Among the entries below, find each line with "bool" and show it.

(Items from a dataset)

════════════════════

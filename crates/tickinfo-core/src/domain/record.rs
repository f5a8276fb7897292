use std::collections::btree_map;
use std::collections::BTreeMap;

use serde::{Deserialize, Serialize};

use super::field::{FieldName, FieldSet};

/// Value of a single metric.
///
/// `Null` means the field was looked up and the source had nothing; a field
/// that is absent from a [`Record`] was never attempted.
#[derive(Debug, Clone, PartialEq, Serialize, Deserialize)]
#[serde(untagged)]
pub enum FieldValue {
    Number(f64),
    Text(String),
    Null,
}

impl FieldValue {
    /// Builds a number, mapping NaN and infinities to `Null`.
    pub fn number(value: f64) -> Self {
        if value.is_finite() {
            Self::Number(value)
        } else {
            Self::Null
        }
    }

    pub fn text(value: impl Into<String>) -> Self {
        Self::Text(value.into())
    }

    pub const fn is_null(&self) -> bool {
        matches!(self, Self::Null)
    }

    pub fn as_number(&self) -> Option<f64> {
        match self {
            Self::Number(value) => Some(*value),
            _ => None,
        }
    }

    pub fn as_text(&self) -> Option<&str> {
        match self {
            Self::Text(value) => Some(value),
            _ => None,
        }
    }
}

impl From<Option<f64>> for FieldValue {
    fn from(value: Option<f64>) -> Self {
        value.map_or(Self::Null, Self::number)
    }
}

impl From<Option<String>> for FieldValue {
    fn from(value: Option<String>) -> Self {
        value.map_or(Self::Null, Self::Text)
    }
}

/// Field-to-value mapping produced by a provider, a cache read or a merge.
#[derive(Debug, Clone, Default, PartialEq, Serialize, Deserialize)]
#[serde(transparent)]
pub struct Record {
    fields: BTreeMap<FieldName, FieldValue>,
}

impl Record {
    pub fn new() -> Self {
        Self::default()
    }

    pub fn get(&self, field: FieldName) -> Option<&FieldValue> {
        self.fields.get(&field)
    }

    pub fn insert(&mut self, field: FieldName, value: FieldValue) -> Option<FieldValue> {
        self.fields.insert(field, value)
    }

    /// Present with a non-null value.
    pub fn is_resolved(&self, field: FieldName) -> bool {
        self.get(field).is_some_and(|value| !value.is_null())
    }

    pub fn len(&self) -> usize {
        self.fields.len()
    }

    pub fn is_empty(&self) -> bool {
        self.fields.is_empty()
    }

    pub fn iter(&self) -> impl Iterator<Item = (FieldName, &FieldValue)> + '_ {
        self.fields.iter().map(|(field, value)| (*field, value))
    }

    pub fn field_names(&self) -> FieldSet {
        self.fields.keys().copied().collect()
    }

    /// Copies the fields of `other` over `self`, except that a `Null` never
    /// replaces a resolved value.
    pub fn merge_known(&mut self, other: &Record) {
        for (field, value) in other.iter() {
            if value.is_null() && self.is_resolved(field) {
                continue;
            }
            self.fields.insert(field, value.clone());
        }
    }

    /// Copies the fields of `other` that belong to `keys` over `self`.
    ///
    /// Fields of `other` outside `keys` are ignored, so callers pass the set of
    /// fields `self` is still missing to keep resolved values intact.
    pub fn fill_from(&mut self, other: &Record, keys: &FieldSet) {
        for field in keys.iter() {
            if let Some(value) = other.get(field) {
                self.fields.insert(field, value.clone());
            }
        }
    }

    /// Keeps only the fields in `keys`; keys with no entry become `Null`.
    pub fn project(&self, keys: &FieldSet) -> Record {
        keys.iter()
            .map(|field| {
                let value = self.get(field).cloned().unwrap_or(FieldValue::Null);
                (field, value)
            })
            .collect()
    }
}

impl FromIterator<(FieldName, FieldValue)> for Record {
    fn from_iter<I: IntoIterator<Item = (FieldName, FieldValue)>>(iter: I) -> Self {
        Self {
            fields: iter.into_iter().collect(),
        }
    }
}

impl IntoIterator for Record {
    type Item = (FieldName, FieldValue);
    type IntoIter = btree_map::IntoIter<FieldName, FieldValue>;

    fn into_iter(self) -> Self::IntoIter {
        self.fields.into_iter()
    }
}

════════════════════

◆ Response for this exercise:
    pub const fn is_null(&self) -> bool {
    pub fn is_resolved(&self, field: FieldName) -> bool {
    pub fn is_empty(&self) -> bool {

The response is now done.